Common Variations and Edge Cases
Tighter control over collaboration channels often increases friction, so organisations must balance execution safety against operational speed. That tradeoff becomes most visible in environments where teams use Slack, Jira, Confluence, or similar tools for both coordination and automation. There is no universal standard for this yet, but current guidance suggests treating any channel with agent access as a high-risk boundary and requiring explicit command routing for machine-executable actions.
Two edge cases are especially important. First, some teams try to solve the problem with keyword scanning, but that misses prompt injection, indirect instruction, and chained requests that only become dangerous after the agent interprets them. Second, shared channels can blur accountability when multiple humans, bots, and workflow engines post into the same thread. In those cases, the control objective shifts from reading message text to proving command provenance. That is why workload identity, short-lived secrets, and runtime policy evaluation matter more than message moderation alone.
Where collaboration apps also connect to code repositories or release automation, the blast radius expands quickly. That environment is aligned with the kinds of abuse patterns described in AI LLM hijack breach and the Anthropic report on AI-orchestrated cyber activity. The practical lesson is simple: if a chat tool can start work, then it is already part of the control plane, and security teams must govern it like one.
Standards & Framework Alignment
This section maps relevant standards and security frameworks to the operational risks and controls described in this guidance.
OWASP Agentic AI Top 10 and CSA MAESTRO address the attack and risk surface, while NIST AI RMF set the governance and control requirements practitioners need to meet.
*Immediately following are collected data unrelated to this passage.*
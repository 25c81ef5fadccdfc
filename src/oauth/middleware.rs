//! Authentication gate for the proxy endpoints.
//!
//! Provides [`AuthLayer`] and [`AuthService`], tower middleware that resolves
//! the addressed server from the request path, validates the bearer token
//! against that server's trusted issuers and audience, and injects the
//! resulting [`TokenClaims`](super::TokenClaims) into request extensions.

use std::future::Future;
use std::pin::Pin;
use std::sync::Arc;
use std::task::{Context, Poll};

use axum::body::Body;
use axum::http::{HeaderMap, HeaderValue, Request, StatusCode, header};
use axum::response::{IntoResponse, Response};
use tower::Layer;

use super::error::OAuthError;
use super::metadata::ProtectedResourceMetadata;
use super::validator::TokenAuthenticator;
use crate::error::{ErrorCode, JsonRpcError};
use crate::protocol::JsonRpcResponse;
use crate::store::{ConfigStore, Server, StoreError, Tenant};

/// Path prefix under which servers are mounted
pub const PROXY_PREFIX: &str = "/proxy";

/// Extract the server slug from `/proxy/{server}/mcp`.
pub fn server_from_path(path: &str) -> Option<&str> {
    let rest = path.strip_prefix(PROXY_PREFIX)?.strip_prefix('/')?;
    let (slug, tail) = rest.split_once('/')?;
    (!slug.is_empty() && tail.trim_end_matches('/') == "mcp").then_some(slug)
}

/// Metadata URL advertised in `WWW-Authenticate` for a server.
///
/// Uses the configured public URL, or `http://<Host>` when there is none.
pub fn resource_metadata_url(public_url: Option<&str>, headers: &HeaderMap, server: &str) -> String {
    let base = match public_url {
        Some(url) => url.trim_end_matches('/').to_string(),
        None => {
            let host = headers
                .get(header::HOST)
                .and_then(|v| v.to_str().ok())
                .unwrap_or("localhost");
            format!("http://{}", host)
        }
    };
    format!(
        "{}{}/{}{}",
        base,
        PROXY_PREFIX,
        server,
        ProtectedResourceMetadata::well_known_path()
    )
}

/// Tower layer that wraps services with bearer token authentication.
///
/// # Example
///
/// ```rust,no_run
/// use std::sync::Arc;
/// use mcp_gateway::oauth::{AuthLayer, JwksAuthenticator, JwksCache};
/// use mcp_gateway::store::MemoryStore;
///
/// let authenticator = JwksAuthenticator::new(Arc::new(JwksCache::new()));
/// let layer = AuthLayer::new(authenticator, Arc::new(MemoryStore::new()))
///     .public_url("https://gateway.example.com");
/// ```
#[derive(Clone)]
pub struct AuthLayer<A: TokenAuthenticator> {
    authenticator: A,
    store: Arc<dyn ConfigStore>,
    public_url: Option<String>,
    public_paths: Vec<String>,
    unprotected: bool,
}

impl<A: TokenAuthenticator> AuthLayer<A> {
    /// Create a new layer validating tokens with `authenticator` against servers in `store`.
    pub fn new(authenticator: A, store: Arc<dyn ConfigStore>) -> Self {
        Self {
            authenticator,
            store,
            public_url: None,
            public_paths: Vec::new(),
            unprotected: false,
        }
    }

    /// Base URL used to build discovery hints
    pub fn public_url(mut self, url: impl Into<String>) -> Self {
        self.public_url = Some(url.into());
        self
    }

    /// Add a path that does not require authentication.
    ///
    /// Paths containing `/.well-known/` are always public.
    pub fn public_path(mut self, path: impl Into<String>) -> Self {
        self.public_paths.push(path.into());
        self
    }

    /// Let every request through without a token. Development only.
    pub fn unprotected(mut self, unprotected: bool) -> Self {
        self.unprotected = unprotected;
        self
    }
}

impl<S, A: TokenAuthenticator> Layer<S> for AuthLayer<A> {
    type Service = AuthService<S, A>;

    fn layer(&self, inner: S) -> Self::Service {
        AuthService {
            inner,
            authenticator: self.authenticator.clone(),
            store: self.store.clone(),
            public_url: self.public_url.clone(),
            public_paths: self.public_paths.clone(),
            unprotected: self.unprotected,
        }
    }
}

/// Tower service that authenticates requests to `/proxy/{server}/mcp`.
///
/// Created by [`AuthLayer`]. For each incoming request:
///
/// 1. Public and `/.well-known/` paths, and paths that do not address a
///    server, pass through untouched
/// 2. The addressed server and its tenant must exist and be enabled (401 otherwise)
/// 3. The `Authorization: Bearer <token>` header is extracted
/// 4. The token is validated against the server's candidate issuers and audience
/// 5. On success, [`TokenClaims`](super::TokenClaims) are injected into request extensions
/// 6. On failure, 401 with `WWW-Authenticate` pointing at the server's metadata document
#[derive(Clone)]
pub struct AuthService<S, A: TokenAuthenticator> {
    inner: S,
    authenticator: A,
    store: Arc<dyn ConfigStore>,
    public_url: Option<String>,
    public_paths: Vec<String>,
    unprotected: bool,
}

impl<S, A> tower_service::Service<Request<Body>> for AuthService<S, A>
where
    S: tower_service::Service<Request<Body>, Response = Response> + Clone + Send + 'static,
    S::Future: Send,
    S::Error: Into<crate::error::BoxError> + Send,
    A: TokenAuthenticator,
{
    type Response = Response;
    type Error = S::Error;
    type Future = Pin<Box<dyn Future<Output = Result<Self::Response, Self::Error>> + Send>>;

    fn poll_ready(&mut self, cx: &mut Context<'_>) -> Poll<Result<(), Self::Error>> {
        self.inner.poll_ready(cx)
    }

    fn call(&mut self, mut req: Request<Body>) -> Self::Future {
        let path = req.uri().path().to_string();
        let public = self.public_paths.iter().any(|p| path.starts_with(p.as_str()))
            || path.contains("/.well-known/");
        let slug = server_from_path(&path).map(String::from);

        let mut inner = self.inner.clone();

        if public || self.unprotected {
            return Box::pin(async move { inner.call(req).await });
        }
        let Some(slug) = slug else {
            return Box::pin(async move { inner.call(req).await });
        };

        let authenticator = self.authenticator.clone();
        let store = self.store.clone();
        let public_url = self.public_url.clone();

        Box::pin(async move {
            let (server, tenant) = match resolve(store.as_ref(), &slug).await {
                Ok(Some(found)) => found,
                Ok(None) => return Ok(oauth_error_response(&OAuthError::UnknownServer, None)),
                Err(response) => return Ok(response),
            };

            let metadata_url = resource_metadata_url(public_url.as_deref(), req.headers(), &slug);

            let Some(token) = bearer_token(req.headers()) else {
                return Ok(oauth_error_response(
                    &OAuthError::MissingToken,
                    Some(&metadata_url),
                ));
            };

            let issuers = server.candidate_issuers(&tenant);
            let claims = match authenticator
                .authenticate(issuers, &token, &server.audience)
                .await
            {
                Ok(claims) => claims,
                Err(error) => {
                    tracing::debug!(server = %slug, error = %error, "Bearer token rejected");
                    return Ok(oauth_error_response(&error, Some(&metadata_url)));
                }
            };

            req.extensions_mut().insert(claims);
            inner.call(req).await
        })
    }
}

/// Enabled server and tenant for `slug`; `Err` carries a ready 500 response.
async fn resolve(
    store: &dyn ConfigStore,
    slug: &str,
) -> Result<Option<(Server, Tenant)>, Response> {
    lookup(store, slug).await.map_err(|e| {
        tracing::warn!(server = %slug, error = %e, "Config store lookup failed");
        let body = JsonRpcResponse::error(None, JsonRpcError::internal_error(e.to_string()));
        (StatusCode::INTERNAL_SERVER_ERROR, axum::Json(body)).into_response()
    })
}

async fn lookup(store: &dyn ConfigStore, slug: &str) -> Result<Option<(Server, Tenant)>, StoreError> {
    let Some(server) = store.server(slug).await?.filter(|s| s.enabled) else {
        return Ok(None);
    };
    let tenant = store
        .tenant(&server.tenant_slug)
        .await?
        .filter(|t| t.enabled);
    Ok(tenant.map(|t| (server, t)))
}

/// Token from `Authorization: Bearer <token>`; the scheme is case-insensitive.
fn bearer_token(headers: &HeaderMap) -> Option<String> {
    let value = headers.get(header::AUTHORIZATION)?.to_str().ok()?;
    let (scheme, token) = value.split_once(' ')?;
    let token = token.trim();
    (scheme.eq_ignore_ascii_case("bearer") && !token.is_empty()).then(|| token.to_string())
}

/// Build an HTTP error response for an OAuth error.
///
/// Returns the appropriate status code (401 or 403) with the
/// `WWW-Authenticate` header and a JSON-RPC error body.
fn oauth_error_response(error: &OAuthError, resource_metadata_url: Option<&str>) -> Response {
    let status = match error.status_code() {
        403 => StatusCode::FORBIDDEN,
        _ => StatusCode::UNAUTHORIZED,
    };

    let body = JsonRpcResponse::error(
        None,
        JsonRpcError::new(ErrorCode::Unauthorized, error.to_string()),
    );

    let mut response = (status, axum::Json(body)).into_response();
    response.headers_mut().insert(
        header::WWW_AUTHENTICATE,
        error
            .www_authenticate(resource_metadata_url)
            .parse()
            .unwrap_or_else(|_| HeaderValue::from_static("Bearer")),
    );
    response
}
| Framework | Control / Reference | Relevance |
|---|---|---|
| OWASP Agentic AI Top 10 | A1 | Agent command channels are vulnerable to prompt injection and tool misuse. |
| CSA MAESTRO | MT-03 | MAESTRO covers agent tool access, orchestration, and trust boundaries. |
| NIST AI RMF | GOVERN | AI RMF governance applies to accountable control of autonomous agent behavior. |
Define explicit command boundaries between human collaboration and agent execution paths.